PCMCIA stands for Personal Computer Memory Card International Association. It was founded in 1989 to develop and promote a world-wide card standard from among the 40 or so emerging card formats available at the time.
Although the early versions of the standard were called PCMCIA, the current standard (since CeBit '95) is called the "PC Card Standard" and the cards themselves are called "PC Cards" to distinguish between the subject and the association.
These cards provide a vast variety of hardware devices which are rugged, credit-card sized, lightweight, power efficient and "easy to use". Hundreds of vendors are active in the competitive PC Card marketplace and returns to scale have produced a wide range of low cost, quality, devices. Although primarily designed for portable applicances such as notebooks their utility and platform independent standardization has also made them attractive for desktops.
PC Card slots are provided on the SPARCStation Voyager and Tadpole SPARCBook 3s and is optionally possible with Sun Desktop, RDI's Powerlite notebook and BriteLite Laptop SPARCStations.
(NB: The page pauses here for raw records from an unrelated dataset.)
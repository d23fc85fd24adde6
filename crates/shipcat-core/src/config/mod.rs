//! Configuration for the shipcat service.
//!
//! Everything lives in one `shipcat.toml`: git credentials and storage, the
//! hosting organization, watcher intervals, collaborator settings and the
//! list of deploy projects.

pub mod parser;
pub mod schema;
pub mod store;

pub use parser::{parse_shipcat_toml, parse_shipcat_toml_str};
pub use schema::{
    ApplySettings, GitHubSettings, GitSettings, NotifySettings, RegistrySettings, ShipcatConfig,
    WatchSettings,
};
pub use store::ConfigStore;
//! ConfigMap cache-prefix busting.

use serde::{Deserialize, Serialize};
use serde_yaml_ng::{Mapping, Value};

/// Key in `data` whose value is replaced on every deploy.
pub const CACHE_PREFIX_KEY: &str = "MEMCACHED_PREFIX";

#[derive(Debug, Clone, Default, PartialEq, Serialize, Deserialize)]
pub struct ConfigMap {
    #[serde(rename = "apiVersion", default)]
    pub api_version: String,
    #[serde(default)]
    pub kind: String,
    #[serde(default)]
    pub metadata: Mapping,
    #[serde(default)]
    pub data: Mapping,
}

impl ConfigMap {
    /// Overwrite the cache prefix with `stamp` when the key exists.
    /// Returns whether anything changed.
    pub fn bust_cache_prefix(&mut self, stamp: &str) -> bool {
        match self.data.get_mut(CACHE_PREFIX_KEY) {
            Some(value) => {
                *value = Value::String(stamp.to_string());
                true
            }
            None => false,
        }
    }
}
This FAQ is focused upon the RDI and Sun Solutions using Solaris 2.x. The Tadpole SPARCBook , by contrast, provides its own collection of drivers and has its own interface as part of its NCE 2.0 ( Nomadic Computing Environment) for SunOS 4.1x and Solaris 2.x.
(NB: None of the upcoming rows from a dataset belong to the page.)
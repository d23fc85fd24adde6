//! Reloadable, atomically swapped list of deploy projects.

use std::sync::Arc;

use parking_lot::RwLock;

use super::{Phase, Project};
use crate::config::ConfigStore;
use crate::error::DeployError;

/// Immutable view of the project list for one reload generation.
#[derive(Debug, Default)]
pub struct CatalogSnapshot {
    pub generation: u64,
    pub projects: Vec<Project>,
}

impl CatalogSnapshot {
    pub fn find(&self, id: &str) -> Option<&Project> {
        self.projects.iter().find(|project| project.id == id)
    }

    /// Look a project up by id or alias.
    pub fn find_by_alias(&self, alias: &str) -> Result<&Project, DeployError> {
        self.projects
            .iter()
            .find(|project| project.answers_to(alias))
            .ok_or_else(|| DeployError::ProjectNotFound(alias.to_string()))
    }

    /// Every `(project, phase)` pair with auto-deploy enabled.
    pub fn auto_deploy_targets(&self) -> impl Iterator<Item = (&Project, &Phase)> {
        self.projects.iter().flat_map(|project| {
            project
                .auto_deploy_phases()
                .map(move |phase| (project, phase))
        })
    }
}

/// Shared handle to the current project snapshot.
///
/// Readers clone the inner `Arc` and keep using it for as long as they like;
/// a reload builds a complete new snapshot and swaps it in one step.
#[derive(Debug, Clone)]
pub struct ProjectCatalog {
    store: Option<ConfigStore>,
    current: Arc<RwLock<Arc<CatalogSnapshot>>>,
}

impl ProjectCatalog {
    /// Catalog backed by a config file. Call [`ProjectCatalog::reload`] to
    /// populate it.
    pub fn from_store(store: ConfigStore) -> Self {
        Self {
            store: Some(store),
            current: Arc::new(RwLock::new(Arc::new(CatalogSnapshot::default()))),
        }
    }

    /// Catalog with a fixed project list (no backing file).
    pub fn fixed(projects: Vec<Project>) -> Self {
        Self {
            store: None,
            current: Arc::new(RwLock::new(Arc::new(CatalogSnapshot {
                generation: 1,
                projects,
            }))),
        }
    }

    pub fn snapshot(&self) -> Arc<CatalogSnapshot> {
        Arc::clone(&*self.current.read())
    }

    /// Replace the project list wholesale.
    pub fn replace(&self, projects: Vec<Project>) -> Arc<CatalogSnapshot> {
        let mut current = self.current.write();
        let next = Arc::new(CatalogSnapshot {
            generation: current.generation + 1,
            projects,
        });
        *current = Arc::clone(&next);
        next
    }

    /// Re-read the backing config file and swap in the new project list.
    ///
    /// On error the previous snapshot stays in place.
    pub fn reload(&self) -> anyhow::Result<Arc<CatalogSnapshot>> {
        let Some(store) = &self.store else {
            return Ok(self.snapshot());
        };
        let config = store.load()?;
        let snapshot = self.replace(config.projects);
        tracing::info!(
            generation = snapshot.generation,
            projects = snapshot.projects.len(),
            "Deploy projects reloaded"
        );
        Ok(snapshot)
    }
}
//! TOML parser with helpful error messages

use super::schema::ShipcatConfig;
use anyhow::{Context, Result};
use std::path::Path;

/// Parse shipcat.toml with detailed error messages
pub fn parse_shipcat_toml(path: &Path) -> Result<ShipcatConfig> {
    let content = std::fs::read_to_string(path)
        .with_context(|| format!("Failed to read config file: {}", path.display()))?;

    parse_shipcat_toml_str(&content)
        .with_context(|| format!("Failed to parse config file: {}", path.display()))
}

/// Parse shipcat.toml content from string
pub fn parse_shipcat_toml_str(content: &str) -> Result<ShipcatConfig> {
    let config: ShipcatConfig =
        toml::from_str(content).map_err(|e| enhance_toml_error(e, content))?;

    config.validate()?;

    Ok(config)
}

/// Enhance TOML parsing errors with the offending lines
fn enhance_toml_error(error: toml::de::Error, content: &str) -> anyhow::Error {
    let error_msg = error.to_string();

    let line_hint = error.span().map(|span| {
        content[..span.start.min(content.len())]
            .matches('\n')
            .count()
            + 1
    });

    if let Some(line_num) = line_hint {
        let context = get_line_context(content, line_num);
        anyhow::anyhow!(
            "TOML parsing error at line {}:\n{}\n\nError: {}",
            line_num,
            context,
            error_msg
        )
    } else {
        anyhow::anyhow!("TOML parsing error: {}", error_msg)
    }
}

/// Get context lines around an error
fn get_line_context(content: &str, line_num: usize) -> String {
    let lines: Vec<&str> = content.lines().collect();
    let start = line_num.saturating_sub(2);
    let end = (line_num + 2).min(lines.len());

    lines[start.min(end)..end]
        .iter()
        .enumerate()
        .map(|(i, line)| {
            let num = start + i + 1;
            let marker = if num == line_num { ">>>" } else { "   " };
            format!("{} {:4} | {}", marker, num, line)
        })
        .collect::<Vec<_>>()
        .join("\n")
}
The PC Card Standard defines a 68-pin interface between the peripheral
card and the socket into which it gets inserted. It defines three standard
PC Card form factors, called Type I, Type II and Type III. All PC Cards measure
the same length and width, differing only in thickness. Smaller cards can
fit in larger sockets.
In addition to electrical and physical specifications, the PC Card Standard
defines a software architecture to provide "plug and play" capability across
the widest range of products. This software is made up of
Socket Services
and Card Services. It is Card and Socket Services that
allow for interoperability
of PC Cards.
| PC Card Physical Characteristics | ||
|---|---|---|
| Physical Interface | 68 Pins | |
| Back End I/O Conn. | Proprietary1) | |
| Length | 85.6 mm | |
| Width | 54.0 mm | |
| Thickness | Type I | 3.3 mm |
| Type II | 5.0 mm | |
| Type III | 10.5 mm | |
| Operating Temp. | 0 to 55 C | |
| Storage Temp. | -20 to 65 C | |
| Minimum Insertions | Office Env. | 10,000 |
| Harsh Env. | 5,000 | |
1) Two standardized connectors are available as part of the optional PCMCIA Specific Extensions Specifications.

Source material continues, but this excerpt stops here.